Glatiramer acetate injection is used in the treatment of relapsing forms of multiple sclerosis. There are currently three FDA-approved glatiramer acetate injection drug products on the market—all available in a single-dose prefilled syringe with an attached needle for subcutaneous administration. Patients may inject glatiramer acetate using only the syringe or by inserting the syringe into an autoinjector. The autoinjectors are reusable, designed to facilitate injections in patients with limited dexterity, and are available by prescription separately.
The table below lists the three FDA-approved glatiramer acetate injection drug products and its compatible autoinjector device that is optional for use.

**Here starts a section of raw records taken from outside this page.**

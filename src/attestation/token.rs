// src/attestation/token.rs
//! Token fetch results and the fetcher seam to the attestation SDK

use futures::future::BoxFuture;
use serde::Serialize;
use std::fmt;

/// Status reported by the attestation SDK for a fetch
#[derive(Debug, Clone, Copy, PartialEq, Eq, Hash, Serialize)]
#[serde(rename_all = "SCREAMING_SNAKE_CASE")]
pub enum TokenFetchStatus {
    Success,
    NoNetwork,
    PoorNetwork,
    MitmDetected,
    NoAttestationService,
    UnknownUrl,
    UnprotectedUrl,
    Rejected,
    UnknownKey,
    BadUrl,
    InternalError,
}

impl TokenFetchStatus {
    /// Failures caused by network conditions; the user may retry later
    pub fn is_network_failure(&self) -> bool {
        matches!(
            self,
            TokenFetchStatus::NoNetwork | TokenFetchStatus::PoorNetwork | TokenFetchStatus::MitmDetected
        )
    }

    /// Statuses where the request may go out without a token
    pub fn allows_unprotected(&self) -> bool {
        matches!(
            self,
            TokenFetchStatus::NoAttestationService
                | TokenFetchStatus::UnknownUrl
                | TokenFetchStatus::UnprotectedUrl
        )
    }

    pub fn as_str(&self) -> &'static str {
        match self {
            TokenFetchStatus::Success => "SUCCESS",
            TokenFetchStatus::NoNetwork => "NO_NETWORK",
            TokenFetchStatus::PoorNetwork => "POOR_NETWORK",
            TokenFetchStatus::MitmDetected => "MITM_DETECTED",
            TokenFetchStatus::NoAttestationService => "NO_ATTESTATION_SERVICE",
            TokenFetchStatus::UnknownUrl => "UNKNOWN_URL",
            TokenFetchStatus::UnprotectedUrl => "UNPROTECTED_URL",
            TokenFetchStatus::Rejected => "REJECTED",
            TokenFetchStatus::UnknownKey => "UNKNOWN_KEY",
            TokenFetchStatus::BadUrl => "BAD_URL",
            TokenFetchStatus::InternalError => "INTERNAL_ERROR",
        }
    }
}

impl fmt::Display for TokenFetchStatus {
    fn fmt(&self, f: &mut fmt::Formatter<'_>) -> fmt::Result {
        f.write_str(self.as_str())
    }
}

/// Result of a token or secure string fetch
#[derive(Debug, Clone, PartialEq, Eq)]
pub struct TokenFetchResult {
    pub status: TokenFetchStatus,

    /// Attestation token on success
    pub token: Option<String>,

    /// Secure string value on a successful secure string fetch
    pub secure_string: Option<String>,

    /// Attestation response code, present on rejection
    pub arc: Option<String>,

    /// Human-readable rejection reasons
    pub rejection_reasons: Option<String>,

    /// A dynamic configuration update arrived with this result
    pub config_changed: bool,
}

impl TokenFetchResult {
    pub fn with_status(status: TokenFetchStatus) -> Self {
        Self {
            status,
            token: None,
            secure_string: None,
            arc: None,
            rejection_reasons: None,
            config_changed: false,
        }
    }

    pub fn token(token: impl Into<String>) -> Self {
        Self {
            token: Some(token.into()),
            ..Self::with_status(TokenFetchStatus::Success)
        }
    }

    pub fn secure_string(value: impl Into<String>) -> Self {
        Self {
            secure_string: Some(value.into()),
            ..Self::with_status(TokenFetchStatus::Success)
        }
    }

    pub fn rejected(arc: impl Into<String>, reasons: impl Into<String>) -> Self {
        Self {
            arc: Some(arc.into()),
            rejection_reasons: Some(reasons.into()),
            ..Self::with_status(TokenFetchStatus::Rejected)
        }
    }

    /// Token shortened for logs
    pub fn loggable_token(&self) -> String {
        match &self.token {
            Some(token) if token.len() > 8 => {
                let cut = token
                    .char_indices()
                    .nth(8)
                    .map(|(idx, _)| idx)
                    .unwrap_or(token.len());
                format!("{}...", &token[..cut])
            }
            Some(token) => token.clone(),
            None => "<none>".to_string(),
        }
    }

    /// "ARC reasons" description for a rejection
    pub fn rejection_detail(&self) -> String {
        format!(
            "{} {}",
            self.arc.as_deref().unwrap_or(""),
            self.rejection_reasons.as_deref().unwrap_or("")
        )
        .trim()
        .to_string()
    }
}

/// Seam to the attestation SDK
pub trait TokenFetcher: Send + Sync + 'static {
    /// Fetch an attestation token for `host`
    fn fetch_token<'a>(&'a self, host: &'a str) -> BoxFuture<'a, TokenFetchResult>;

    /// Fetch the secure string stored under `key`
    fn fetch_secure_string<'a>(&'a self, key: &'a str) -> BoxFuture<'a, TokenFetchResult>;

    /// Bind `data` into subsequently fetched tokens
    fn set_data_hash(&self, data: &str);
}

#[cfg(test)]
mod tests {
    use super::*;

    #[test]
    fn test_status_classes() {
        assert!(TokenFetchStatus::NoNetwork.is_network_failure());
        assert!(TokenFetchStatus::MitmDetected.is_network_failure());
        assert!(!TokenFetchStatus::Rejected.is_network_failure());

        assert!(TokenFetchStatus::UnprotectedUrl.allows_unprotected());
        assert!(TokenFetchStatus::UnknownUrl.allows_unprotected());
        assert!(!TokenFetchStatus::Success.allows_unprotected());
        assert!(!TokenFetchStatus::BadUrl.allows_unprotected());
    }

    #[test]
    fn test_status_display() {
        assert_eq!(TokenFetchStatus::PoorNetwork.to_string(), "POOR_NETWORK");
        assert_eq!(
            serde_json::to_string(&TokenFetchStatus::UnknownKey).unwrap(),
            "\"UNKNOWN_KEY\""
        );
    }

    #[test]
    fn test_loggable_token() {
        assert_eq!(TokenFetchResult::token("abcdefghijkl").loggable_token(), "abcdefgh...");
        assert_eq!(TokenFetchResult::token("short").loggable_token(), "short");
        assert_eq!(
            TokenFetchResult::with_status(TokenFetchStatus::NoNetwork).loggable_token(),
            "<none>"
        );
    }

    #[test]
    fn test_rejection_detail() {
        let result = TokenFetchResult::rejected("ARC123", "rooted device");
        assert_eq!(result.rejection_detail(), "ARC123 rooted device");
        assert_eq!(
            TokenFetchResult::with_status(TokenFetchStatus::Rejected).rejection_detail(),
            ""
        );
    }
}
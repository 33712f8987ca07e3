// src/utils/mod.rs
//! Shared helpers: error types and configuration loading.

pub mod config;
pub mod errors;

#[cfg(test)]
pub(crate) mod test_support;
// src/interception/task_identity.rs
//! Task identities and the network task abstraction
//!
//! A [`TaskIdentity`] is only ever a lookup key. The gate never dereferences
//! it and never extends the lifetime of the task it was derived from.

use crate::utils::errors::ForcedFailure;
use serde::Serialize;
use std::fmt;
use std::sync::atomic::{AtomicU64, Ordering};

static NEXT_IDENTITY: AtomicU64 = AtomicU64::new(1);

/// Stable, comparable handle for a network task
#[derive(Debug, Clone, Copy, PartialEq, Eq, Hash, PartialOrd, Ord, Serialize)]
#[serde(transparent)]
pub struct TaskIdentity(u64);

impl TaskIdentity {
    /// Allocate a fresh identity from the process-wide sequence
    pub fn next() -> Self {
        Self(NEXT_IDENTITY.fetch_add(1, Ordering::Relaxed))
    }

    /// Wrap an identity issued elsewhere.
    ///
    /// The gate remembers resolved identities, so a raw value must not be
    /// reused for a new task until `InterceptionTable::forget` has dropped it.
    pub fn from_raw(raw: u64) -> Self {
        Self(raw)
    }

    pub fn as_u64(&self) -> u64 {
        self.0
    }
}

impl fmt::Display for TaskIdentity {
    fn fmt(&self, f: &mut fmt::Formatter<'_>) -> fmt::Result {
        write!(f, "task-{}", self.0)
    }
}

/// Invoked with the failure when a suppressed task must be abandoned
pub type CompletionCallback = Box<dyn FnOnce(ForcedFailure) + Send + 'static>;

/// What the gate needs from a network task
pub trait NetworkTask: Send + Sync {
    fn identity(&self) -> TaskIdentity;

    /// The real "start sending" primitive, bypassing interception
    fn resume_now(&self);

    /// Complete the task with an error without touching the network
    fn complete_with_error(&self, failure: ForcedFailure);
}

/// Identity of a task, suitable for logging
pub fn task_identity<T: NetworkTask + ?Sized>(task: &T) -> TaskIdentity {
    task.identity()
}

#[cfg(test)]
mod tests {
    use super::*;
    use std::collections::HashSet;

    #[test]
    fn test_next_is_unique() {
        let ids: HashSet<_> = (0..1000).map(|_| TaskIdentity::next()).collect();
        assert_eq!(ids.len(), 1000);
    }

    #[test]
    fn test_concurrent_allocation_is_unique() {
        let handles: Vec<_> = (0..8)
            .map(|_| std::thread::spawn(|| (0..500).map(|_| TaskIdentity::next()).collect::<Vec<_>>()))
            .collect();

        let mut all = HashSet::new();
        for handle in handles {
            for id in handle.join().unwrap() {
                assert!(all.insert(id));
            }
        }
        assert_eq!(all.len(), 4000);
    }

    #[test]
    fn test_display() {
        assert_eq!(TaskIdentity::from_raw(42).to_string(), "task-42");
        assert_eq!(TaskIdentity::from_raw(42).as_u64(), 42);
    }
}
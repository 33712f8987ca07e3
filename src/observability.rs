// src/observability.rs
//! Tracing and metrics bootstrap

use crate::utils::config::LoggingConfig;
use anyhow::{anyhow, Context, Result};
use metrics_exporter_prometheus::{PrometheusBuilder, PrometheusHandle};
use tracing_subscriber::layer::SubscriberExt;
use tracing_subscriber::util::SubscriberInitExt;
use tracing_subscriber::EnvFilter;

/// Install the global tracing subscriber.
///
/// `RUST_LOG` takes precedence over `config.level`.
pub fn init_tracing(config: &LoggingConfig) -> Result<()> {
    let filter = EnvFilter::try_from_default_env()
        .or_else(|_| EnvFilter::try_new(&config.level))
        .with_context(|| format!("invalid log level: {}", config.level))?;

    let result = if config.json {
        tracing_subscriber::registry()
            .with(filter)
            .with(tracing_subscriber::fmt::layer().json())
            .try_init()
    } else {
        tracing_subscriber::registry()
            .with(filter)
            .with(tracing_subscriber::fmt::layer())
            .try_init()
    };

    result.map_err(|e| anyhow!("failed to install tracing subscriber: {}", e))
}

/// Install the Prometheus metrics recorder and return its render handle
pub fn init_metrics() -> Result<PrometheusHandle> {
    PrometheusBuilder::new()
        .install_recorder()
        .context("failed to install metrics recorder")
}

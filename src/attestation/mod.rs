// src/attestation/mod.rs
//! Attestation collaborator
//!
//! The gate never calls attestation itself. After a suppressed resume the
//! caller runs an [`Attestor`], which either returns the request to send or a
//! [`ForcedFailure`] explaining why the task must not be sent.
//!
//! - **Request**: the outgoing request a protected task carries
//! - **Token**: fetch statuses and the [`TokenFetcher`] seam to the SDK
//! - **Policy**: token header, binding, exclusions and substitutions
//! - **Token Attestor**: an [`Attestor`] built on a [`TokenFetcher`]

pub mod policy;
pub mod request;
pub mod token;
pub mod token_attestor;

use crate::utils::errors::ForcedFailure;
use futures::future::BoxFuture;

pub use policy::{ProtectionPolicy, TokenHeader};
pub use request::OutgoingRequest;
pub use token::{TokenFetchResult, TokenFetchStatus, TokenFetcher};
pub use token_attestor::TokenAttestor;

/// Asynchronous attestation of an outgoing request
pub trait Attestor: Send + Sync + 'static {
    /// Produce the request to send, or the failure to deliver instead
    fn attest(
        &self,
        request: OutgoingRequest,
    ) -> BoxFuture<'_, std::result::Result<OutgoingRequest, ForcedFailure>>;
}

|Drug Product Name||Drug Manufacturer||Compatible Autoinjector Device|
|Copaxone (glatiramer acetate injection)||Teva Pharmaceuticals||autoject 2 for glass syringe|
|Glatopa (glatiramer acetate injection)||Sandoz||Glatopaject|
|Glatiramer Acetate injection||Viatris/Mylan||WhisperJECT|
FDA has requested that drug product manufacturers update their labeling to instruct users to confirm the autoinjector is compatible before using it to inject glatiramer acetate. Users can confirm compatibility by speaking with their health care professional or visiting the drug manufacturer's patient information website. Users should also confirm the autoinjector is compatible each time they receive a new prescription for a glatiramer acetate injection drug product.
FDA encourages health care professionals and patients to report adverse events or quality problems experienced using glatiramer acetate injection products to FDA’s MedWatch Adverse Event Reporting program. Complete and submit the report online at www.fda.gov/medwatch/report.htm; or download and complete the form, then submit it via fax at 1-800-FDA-0178.